Tan solo en Wuhan, cinco millones de personas salieron de la ciudad para visitar a familiares y amigos, pero el gobierno no hizo nada para detenerlos.

Matthew Henderson, director del Centro de Estudios Asiáticos de la Sociedad Henry Jackson, que tiene sede en Reino Unido, dijo a la BBC que las autoridades “deberían haber alertado a la población de Wuhan, pero no lo hicieron”.

“Permitieron que las personas viajaran desde el lugar que sabían era el epicentro de la epidemia “, señala.

Xi Jinping

BBC
EL presidente Xi Jinpinp ha asegurado en reiteradas ocasiones que su gobierno se condujo correctamente.

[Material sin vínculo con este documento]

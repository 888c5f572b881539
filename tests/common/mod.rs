//! Test helpers for integration tests.
//!
//! Provides database setup, scanner settings and feed/page fixtures served
//! through wiremock.

#![allow(dead_code)]

use std::time::Duration;

use tempfile::TempDir;
use wiremock::matchers::{method, path};
use wiremock::{Mock, MockServer, ResponseTemplate};

use blogwatch::{Database, NewSource, ScanSettings, Source, SourceRepository};

/// Settings with short deadlines for local mock servers.
pub fn test_settings() -> ScanSettings {
    ScanSettings {
        feed_timeout: Duration::from_secs(5),
        scrape_timeout: Duration::from_secs(5),
        thumbnail_timeout: Duration::from_secs(2),
        connect_timeout: Duration::from_secs(2),
        ..ScanSettings::default()
    }
}

/// Open a file-backed database inside a fresh temporary directory.
///
/// Keep the returned directory alive for as long as the database is used.
pub async fn temp_database() -> (TempDir, Database) {
    let dir = TempDir::new().unwrap();
    let db = Database::open(dir.path().join("blogwatch.db")).await.unwrap();
    (dir, db)
}

/// Insert a source and return it.
pub async fn add_source(db: &Database, source: NewSource) -> Source {
    SourceRepository::new(db.pool()).create(&source).await.unwrap()
}

/// Reload a source by id.
pub async fn reload_source(db: &Database, id: i64) -> Source {
    SourceRepository::new(db.pool())
        .get_by_id(id)
        .await
        .unwrap()
        .unwrap()
}

/// Build an RSS 2.0 document with `(title, link)` items.
pub fn rss_feed(title: &str, items: &[(&str, &str)]) -> String {
    let items: String = items
        .iter()
        .map(|(title, link)| {
            format!(
                "    <item>\n      <title>{}</title>\n      <link>{}</link>\n    </item>\n",
                title, link
            )
        })
        .collect();

    format!(
        r#"<?xml version="1.0" encoding="UTF-8"?>
<rss version="2.0">
  <channel>
    <title>{}</title>
    <link>https://example.com/</link>
    <description>Fixture feed</description>
{}  </channel>
</rss>"#,
        title, items
    )
}

/// Build an HTML document from `head` and `body` fragments.
pub fn html_page(head: &str, body: &str) -> String {
    format!(
        "<!DOCTYPE html><html><head><title>Fixture</title>{}</head><body>{}</body></html>",
        head, body
    )
}

/// Serve `body` as RSS at `route`.
pub async fn mount_feed(server: &MockServer, route: &str, body: String) {
    Mock::given(method("GET"))
        .and(path(route))
        .respond_with(
            ResponseTemplate::new(200)
                .insert_header("content-type", "application/rss+xml")
                .set_body_string(body),
        )
        .mount(server)
        .await;
}

/// Serve `body` as HTML at `route`.
pub async fn mount_html(server: &MockServer, route: &str, body: String) {
    Mock::given(method("GET"))
        .and(path(route))
        .respond_with(
            ResponseTemplate::new(200)
                .insert_header("content-type", "text/html; charset=utf-8")
                .set_body_string(body),
        )
        .mount(server)
        .await;
}

/// Answer `route` with a bare status code.
pub async fn mount_status(server: &MockServer, route: &str, status: u16) {
    Mock::given(method("GET"))
        .and(path(route))
        .respond_with(ResponseTemplate::new(status))
        .mount(server)
        .await;
}

/// Answer `route` with 404 and fail verification if it is ever requested.
pub async fn mount_never_requested(server: &MockServer, route: &str) {
    Mock::given(method("GET"))
        .and(path(route))
        .respond_with(ResponseTemplate::new(404))
        .expect(0)
        .named(format!("unexpected GET {route}"))
        .mount(server)
        .await;
}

Andrew Tatem, profesor de la británica Universidad de Southampton y quien estudió los datos celulares en Wuhan, agregó: “Esto es equivalente a nuestra Navidad y es el mayor movimiento de seres humanos en el planeta”.

Y los que salieron de Wuhan no solo viajaban por China, sino que también viajaban por el mundo.

El 18 de enero, China afirmó tener solo 45 casos confirmados del nuevo coronavirus, aunque los expertos británicos estiman ese número era más de 4.000.

La profesora Li recomendó el confinamiento y sostiene que el gobierno chino actuó en el momento adecuado: “Fue cuando la epidemia en Wuhan amenazó a todo el país, por lo que el momento era el correcto“.

Sin embargo, el profesor Tatem cree que si China hubiera actuado antes, el mundo podría haber visto un resultado muy diferente.

“Si las mismas intervenciones implementadas el 23 de enero se implementaban el 2 de enero, podríamos haber visto una reducción del 95% en el número de casos”.

China dice que menos de 5.000 personas en su territorio han muerto por covid-19, pero los expertos creen que ese número podría ser mayor.

En todo el mundo, hasta este martes, se habían confirmado más de 16,6 millones de infectados por el nuevo coronavirus y 650.000 muertos.